Daniele era un grande artista. Soprattutto un grande disegnatore. Come pittore è notevole ma aveva anche dei limiti tremendi. Però io lo preferisco a molti altri che hanno più fama di lui. Ma questo non c’entra gran che col libro. Il libro è un libro di storia e la storia è ben diversa da come è raccontata nei vecchi manuali su cui però ancora molto ci si basa. Su Correggio confesso di essere troppo di parte. E’ che a me non piace, come non mi piace il Parmigianino ( anche se un pò più di Correggio) e buona parte della scuola parmense del Cinquecento. Non so che farci. Lelio Orsi invece mi piace. Anche se questi artisti che ci si ostina senza ragione a definire minori purtroppo sono ancor oggi gravati da una pletora di attribuzioni fasulle accumulate sulle loro spalle da generazioni di sommi esperti e conoscitori che sovente si sbagliavano però. Comunque non è questione di intelligenze sommerse, ma soltanto di una migliore cognizione della storia dell’arte. Se pensiamo che oggi l’unico artista italiano importante è Caravaggio, questo dovrebbe far riflettere. Io lo stimo molto. Ma, appunto, lo stimo molto. Averne fatto un mito sovrumano ha contribuito alla sua distruzione. mentre è un grande artista.

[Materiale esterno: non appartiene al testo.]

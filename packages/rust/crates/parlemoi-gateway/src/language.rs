//! Language tags: defaulting, the two-bucket transcription selector, and voice choice.

/// Primary language of the service; applied whenever a request omits `language`.
pub const PRIMARY_LANGUAGE: &str = "fr";
/// Dedicated voice for the primary language; overrides any requested voice.
pub const PRIMARY_VOICE: &str = "nova";
/// Voice used for other languages when the caller does not pick one.
pub const DEFAULT_VOICE: &str = "alloy";

/// Trimmed language tag, or the primary language when absent or blank.
#[must_use]
pub fn resolve_language(raw: Option<&str>) -> String {
    raw.map(str::trim)
        .filter(|tag| !tag.is_empty())
        .unwrap_or(PRIMARY_LANGUAGE)
        .to_string()
}

/// Language hint sent to the transcription provider. Only two buckets exist.
#[derive(Debug, Clone, Copy, PartialEq, Eq)]
pub enum TranscriptionLanguage {
    French,
    English,
}

impl TranscriptionLanguage {
    /// `"fr"` maps to French; anything else collapses to English.
    #[must_use]
    pub fn from_tag(tag: &str) -> Self {
        if tag == PRIMARY_LANGUAGE {
            Self::French
        } else {
            Self::English
        }
    }

    #[must_use]
    pub fn as_iso(self) -> &'static str {
        match self {
            Self::French => "fr",
            Self::English => "en",
        }
    }
}

/// Effective synthesis voice for a resolved language tag.
#[must_use]
pub fn select_voice(language: &str, requested: Option<&str>) -> String {
    if language == PRIMARY_LANGUAGE {
        return PRIMARY_VOICE.to_string();
    }
    requested
        .map(str::trim)
        .filter(|voice| !voice.is_empty())
        .unwrap_or(DEFAULT_VOICE)
        .to_string()
}
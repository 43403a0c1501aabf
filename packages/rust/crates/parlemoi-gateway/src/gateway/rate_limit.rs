//! Per-client fixed-window rate limiting, applied to every route.
//!
//! Clients are keyed by peer IP (`ConnectInfo`); requests without a peer address
//! share one bucket.

use std::collections::HashMap;
use std::net::{IpAddr, SocketAddr};
use std::sync::{Arc, Mutex, PoisonError};
use std::time::{Duration, Instant};

use axum::{
    extract::{ConnectInfo, Request, State},
    middleware::Next,
    response::{IntoResponse, Response},
};

use super::error::ApiError;
use super::state::GatewayState;

/// Windows are swept for expiry once this many clients are tracked.
const PRUNE_THRESHOLD: usize = 4096;

#[derive(Debug, Clone, Copy)]
struct ClientWindow {
    started: Instant,
    count: u32,
}

/// Outcome of one rate-limit check.
#[derive(Debug, Clone, Copy, PartialEq, Eq)]
pub enum RateDecision {
    Allowed,
    Limited { retry_after: Duration },
}

/// Shared limiter: at most `max_requests` per client per `window`. Cheap to clone.
#[derive(Clone)]
pub struct RateLimiter {
    clients: Arc<Mutex<HashMap<Option<IpAddr>, ClientWindow>>>,
    max_requests: u32,
    window: Duration,
}

impl RateLimiter {
    /// `max_requests == 0` disables limiting.
    #[must_use]
    pub fn new(max_requests: u32, window: Duration) -> Self {
        Self {
            clients: Arc::new(Mutex::new(HashMap::new())),
            max_requests,
            window: window.max(Duration::from_secs(1)),
        }
    }

    #[must_use]
    pub fn is_enabled(&self) -> bool {
        self.max_requests > 0
    }

    /// Count one request for `client` and decide whether it may proceed.
    pub fn check(&self, client: Option<IpAddr>) -> RateDecision {
        self.check_at(client, Instant::now())
    }

    fn check_at(&self, client: Option<IpAddr>, now: Instant) -> RateDecision {
        if !self.is_enabled() {
            return RateDecision::Allowed;
        }
        let mut clients = self.clients.lock().unwrap_or_else(PoisonError::into_inner);
        if clients.len() >= PRUNE_THRESHOLD && !clients.contains_key(&client) {
            let window = self.window;
            clients.retain(|_, w| now.saturating_duration_since(w.started) < window);
        }
        let entry = clients.entry(client).or_insert(ClientWindow {
            started: now,
            count: 0,
        });
        let elapsed = now.saturating_duration_since(entry.started);
        if elapsed >= self.window {
            *entry = ClientWindow {
                started: now,
                count: 0,
            };
        }
        if entry.count >= self.max_requests {
            return RateDecision::Limited {
                retry_after: self.window.saturating_sub(elapsed),
            };
        }
        entry.count += 1;
        RateDecision::Allowed
    }
}

pub(super) async fn enforce_rate_limit(
    State(state): State<GatewayState>,
    request: Request,
    next: Next,
) -> Response {
    let client = request
        .extensions()
        .get::<ConnectInfo<SocketAddr>>()
        .map(|ConnectInfo(addr)| addr.ip());
    match state.rate_limiter.check(client) {
        RateDecision::Allowed => next.run(request).await,
        RateDecision::Limited { retry_after } => ApiError::RateLimited {
            retry_after_secs: retry_after.as_secs().max(1),
        }
        .into_response(),
    }
}
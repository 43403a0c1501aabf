//! Parle-moi gateway: compassionate-listening HTTP API over an external AI provider.
//!
//! - **Chat**: persona prompt + bounded per-conversation history → chat completion.
//! - **Speech-to-text**: multipart audio upload → scoped temp file → transcription.
//! - **Text-to-speech**: text → voice selected by language → MPEG audio.

#![allow(missing_docs)]

mod config;
mod gateway;
mod language;
mod persona;
mod provider;
mod session;
#[doc(hidden)]
pub mod test_support;

pub use config::{
    DEFAULT_CHAT_MODEL, DEFAULT_MAX_JSON_BYTES, DEFAULT_MAX_UPLOAD_BYTES, DEFAULT_PORT,
    DEFAULT_PROVIDER_TIMEOUT_SECS, DEFAULT_RATE_LIMIT_MAX_REQUESTS, DEFAULT_RATE_LIMIT_WINDOW_SECS,
    DEFAULT_SPEECH_MODEL, DEFAULT_TRANSCRIPTION_MODEL,
    DEFAULT_UPLOAD_DIR, GatewayConfig, OPENAI_DEFAULT_URL, ProviderSettings, RuntimeSettings,
    ServerSettings, SessionSettings, load_runtime_settings, load_runtime_settings_from_paths,
    runtime_settings_paths, set_config_home_override,
};
pub use gateway::{
    ALLOWED_AUDIO_TYPES, ApiError, CHAT_SAMPLING, ChatRequest, ChatResponse, FREQUENCIES,
    Frequency, GatewayOptions, GatewayState, INTERNAL_ERROR_MESSAGE, RATE_LIMITED_MESSAGE,
    RateDecision, RateLimiter, SECURITY_HEADERS, SERVICE_NAME,
    SERVICE_VERSION, SPEECH_CONTENT_TYPE, SPEECH_SPEED, SpeechRequestBody, TranscriptionResponse,
    ValidatedChat, assemble_messages, is_allowed_audio, router, run_http, validate_chat_request,
    validate_speech_request,
};
pub use language::{
    DEFAULT_VOICE, PRIMARY_LANGUAGE, PRIMARY_VOICE, TranscriptionLanguage, resolve_language,
    select_voice,
};
pub use persona::{PROMPT_UPDATED_AT, PROMPT_VERSION, build_prompt};
pub use provider::{
    ChatMessage, OpenAiProvider, Provider, ProviderError, SamplingParams, SpeechRequest,
    TranscriptionRequest,
};
pub use session::{ConversationGuard, ConversationKey, ConversationStore};
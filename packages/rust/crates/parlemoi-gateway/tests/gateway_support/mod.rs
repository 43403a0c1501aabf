#![allow(dead_code)]

use std::path::Path;
use std::sync::Arc;
use std::time::Duration;

use axum::Router;
use axum::body::{Body, to_bytes};
use axum::http::{Request, Response};
use parlemoi_gateway::test_support::ScriptedProvider;
use parlemoi_gateway::{
    ConversationStore, DEFAULT_CHAT_MODEL, DEFAULT_MAX_JSON_BYTES, GatewayOptions, GatewayState,
    router,
};
use serde_json::Value;

pub const BOUNDARY: &str = "parlemoi-test-boundary";

/// Router over a `ScriptedProvider`, plus handles to inspect provider calls and history.
pub struct TestGateway {
    pub app: Router,
    pub provider: Arc<ScriptedProvider>,
    pub conversations: ConversationStore,
}

pub fn options(upload_dir: &Path) -> GatewayOptions {
    GatewayOptions {
        chat_model: DEFAULT_CHAT_MODEL.to_string(),
        upload_dir: upload_dir.to_path_buf(),
        max_upload_bytes: 64 * 1024,
        max_json_bytes: DEFAULT_MAX_JSON_BYTES,
        allowed_origins: Vec::new(),
        rate_limit_max_requests: 50,
        rate_limit_window: Duration::from_secs(900),
    }
}

pub fn test_gateway(options: GatewayOptions) -> TestGateway {
    let provider = Arc::new(ScriptedProvider::new());
    let conversations = ConversationStore::new(10);
    let state = GatewayState::new(provider.clone(), conversations.clone(), options);
    TestGateway {
        app: router(state),
        provider,
        conversations,
    }
}

pub fn json_request(method: &str, uri: &str, body: &str) -> Request<Body> {
    Request::builder()
        .method(method)
        .uri(uri)
        .header("content-type", "application/json")
        .body(Body::from(body.to_string()))
        .unwrap()
}

/// Hand-built multipart body: optional `audio` file part and optional `language` text part.
pub fn stt_request(audio: Option<(&str, &str, &[u8])>, language: Option<&str>) -> Request<Body> {
    let mut body = Vec::new();
    if let Some((file_name, mime, bytes)) = audio {
        body.extend_from_slice(
            format!(
                "--{BOUNDARY}\r\nContent-Disposition: form-data; name=\"audio\"; filename=\"{file_name}\"\r\nContent-Type: {mime}\r\n\r\n"
            )
            .as_bytes(),
        );
        body.extend_from_slice(bytes);
        body.extend_from_slice(b"\r\n");
    }
    if let Some(language) = language {
        body.extend_from_slice(
            format!(
                "--{BOUNDARY}\r\nContent-Disposition: form-data; name=\"language\"\r\n\r\n{language}\r\n"
            )
            .as_bytes(),
        );
    }
    body.extend_from_slice(format!("--{BOUNDARY}--\r\n").as_bytes());
    Request::post("/stt")
        .header(
            "content-type",
            format!("multipart/form-data; boundary={BOUNDARY}"),
        )
        .body(Body::from(body))
        .unwrap()
}

pub async fn body_bytes(response: Response<Body>) -> Vec<u8> {
    to_bytes(response.into_body(), usize::MAX)
        .await
        .unwrap()
        .to_vec()
}

pub async fn body_json(response: Response<Body>) -> Value {
    serde_json::from_slice(&body_bytes(response).await).unwrap()
}

pub fn dir_entries(dir: &Path) -> usize {
    std::fs::read_dir(dir).map_or(0, Iterator::count)
}
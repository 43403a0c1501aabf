use std::path::PathBuf;

use parlemoi_gateway::{
    DEFAULT_CHAT_MODEL, DEFAULT_MAX_JSON_BYTES, DEFAULT_MAX_UPLOAD_BYTES, DEFAULT_PORT,
    DEFAULT_PROVIDER_TIMEOUT_SECS, DEFAULT_RATE_LIMIT_MAX_REQUESTS, DEFAULT_RATE_LIMIT_WINDOW_SECS,
    DEFAULT_SPEECH_MODEL, DEFAULT_TRANSCRIPTION_MODEL,
    DEFAULT_UPLOAD_DIR, GatewayConfig, OPENAI_DEFAULT_URL, RuntimeSettings,
};

/// CLI values for `serve`; None means "not given on the command line".
pub(crate) struct ServeOverrides {
    pub(crate) bind: Option<String>,
    pub(crate) port: Option<u16>,
    pub(crate) allowed_origins: Option<String>,
    pub(crate) upload_dir: Option<PathBuf>,
}

pub(crate) fn resolve_string(
    cli_value: Option<String>,
    env_name: &str,
    settings_value: Option<&str>,
    default: &str,
) -> String {
    if let Some(value) = cli_value {
        return value;
    }
    if let Some(value) = env_non_empty(env_name) {
        return value;
    }
    if let Some(value) = settings_value {
        return value.to_string();
    }
    default.to_string()
}

pub(crate) fn resolve_optional_string(
    cli_value: Option<String>,
    env_name: &str,
    settings_value: Option<&str>,
) -> Option<String> {
    if cli_value.is_some() {
        return cli_value;
    }
    if let Ok(value) = std::env::var(env_name) {
        return Some(value);
    }
    settings_value.map(ToString::to_string)
}

fn resolve_positive<T>(settings_value: Option<T>, default: T) -> T
where
    T: PartialOrd + Default,
{
    match settings_value {
        Some(value) if value > T::default() => value,
        _ => default,
    }
}

fn env_non_empty(env_name: &str) -> Option<String> {
    std::env::var(env_name)
        .ok()
        .map(|value| value.trim().to_string())
        .filter(|value| !value.is_empty())
}

fn parse_port_from_env(env_name: &str) -> Option<u16> {
    let raw = env_non_empty(env_name)?;
    match raw.parse::<u16>() {
        Ok(port) if port > 0 => Some(port),
        _ => {
            tracing::warn!(
                env_var = %env_name,
                value = %raw,
                "invalid port in environment; using settings/default"
            );
            None
        }
    }
}

/// Bind address: `--bind` > `--port` > `PORT` > `server.bind` > `server.port` > default port.
fn resolve_bind(cli_bind: Option<String>, cli_port: Option<u16>, settings: &RuntimeSettings) -> String {
    if let Some(bind) = cli_bind {
        return bind;
    }
    if let Some(port) = cli_port.or_else(|| parse_port_from_env("PORT")) {
        return format!("0.0.0.0:{port}");
    }
    if let Some(bind) = settings.server.bind.as_deref() {
        return bind.to_string();
    }
    format!("0.0.0.0:{}", settings.server.port.unwrap_or(DEFAULT_PORT))
}

/// Split a comma-separated origin list; blanks are dropped.
pub(crate) fn parse_origins(raw: &str) -> Vec<String> {
    raw.split(',')
        .map(str::trim)
        .filter(|origin| !origin.is_empty())
        .map(ToString::to_string)
        .collect()
}

/// Build the gateway config with CLI > env > settings > default precedence per value.
pub(crate) fn resolve_gateway_config(
    overrides: ServeOverrides,
    settings: &RuntimeSettings,
) -> GatewayConfig {
    let server = &settings.server;
    let provider = &settings.provider;
    let allowed_origins = resolve_optional_string(
        overrides.allowed_origins,
        "ALLOWED_ORIGINS",
        server.allowed_origins.as_deref(),
    )
    .map(|raw| parse_origins(&raw))
    .unwrap_or_default();
    let upload_dir = overrides.upload_dir.unwrap_or_else(|| {
        PathBuf::from(server.upload_dir.as_deref().unwrap_or(DEFAULT_UPLOAD_DIR))
    });

    GatewayConfig {
        bind: resolve_bind(overrides.bind, overrides.port, settings),
        api_base_url: resolve_string(
            None,
            "OPENAI_BASE_URL",
            provider.base_url.as_deref(),
            OPENAI_DEFAULT_URL,
        ),
        api_key: env_non_empty("OPENAI_API_KEY"),
        chat_model: resolve_string(None, "MODEL", provider.chat_model.as_deref(), DEFAULT_CHAT_MODEL),
        transcription_model: provider
            .transcription_model
            .clone()
            .unwrap_or_else(|| DEFAULT_TRANSCRIPTION_MODEL.to_string()),
        speech_model: provider
            .speech_model
            .clone()
            .unwrap_or_else(|| DEFAULT_SPEECH_MODEL.to_string()),
        provider_timeout_secs: resolve_positive(provider.timeout_secs, DEFAULT_PROVIDER_TIMEOUT_SECS),
        allowed_origins,
        upload_dir,
        max_upload_bytes: resolve_positive(server.max_upload_bytes, DEFAULT_MAX_UPLOAD_BYTES),
        max_json_bytes: resolve_positive(server.max_json_bytes, DEFAULT_MAX_JSON_BYTES),
        rate_limit_max_requests: server
            .rate_limit_max_requests
            .unwrap_or(DEFAULT_RATE_LIMIT_MAX_REQUESTS),
        rate_limit_window_secs: resolve_positive(
            server.rate_limit_window_secs,
            DEFAULT_RATE_LIMIT_WINDOW_SECS,
        ),
        history_max_exchanges: resolve_positive(
            settings.session.max_exchanges,
            GatewayConfig::default().history_max_exchanges,
        ),
    }
}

Tra i miti da sfatare anche la scultura del Cristo velato a Napoli. Un'opera sopravvalutata?

Niente affatto. Io nel libro mi limito a ricordare che è un caso tipico di un’ opera d’ arte giudicata, nello stesso periodo storico in cui è stata fatta, un capolavoro da alcuni e una boiata da altri. E sia gli uni sia gli altri erano dei competenti. Per me è una lezione di Estetica. Può accadere che grandi opere d’arte vengano giudicate addirittura da due versati opposti, di lode sperticata o di denigrazione assoluta. E’ quello che è accaduto normalmente a molte avanguardie del ventesimo secolo e a ciascuno di noi quando va (o andava, dati i tempi calamitosi) al cinema con gli amici e uno dice: bellissimo e l’altro dice: assolutamente una scemenza, Io mi limito a mettere in luce che queste cose non sono affatto peculiari della modernità ma sono sempre accadute. A me personalmente il Cristo velato piace moltissimo.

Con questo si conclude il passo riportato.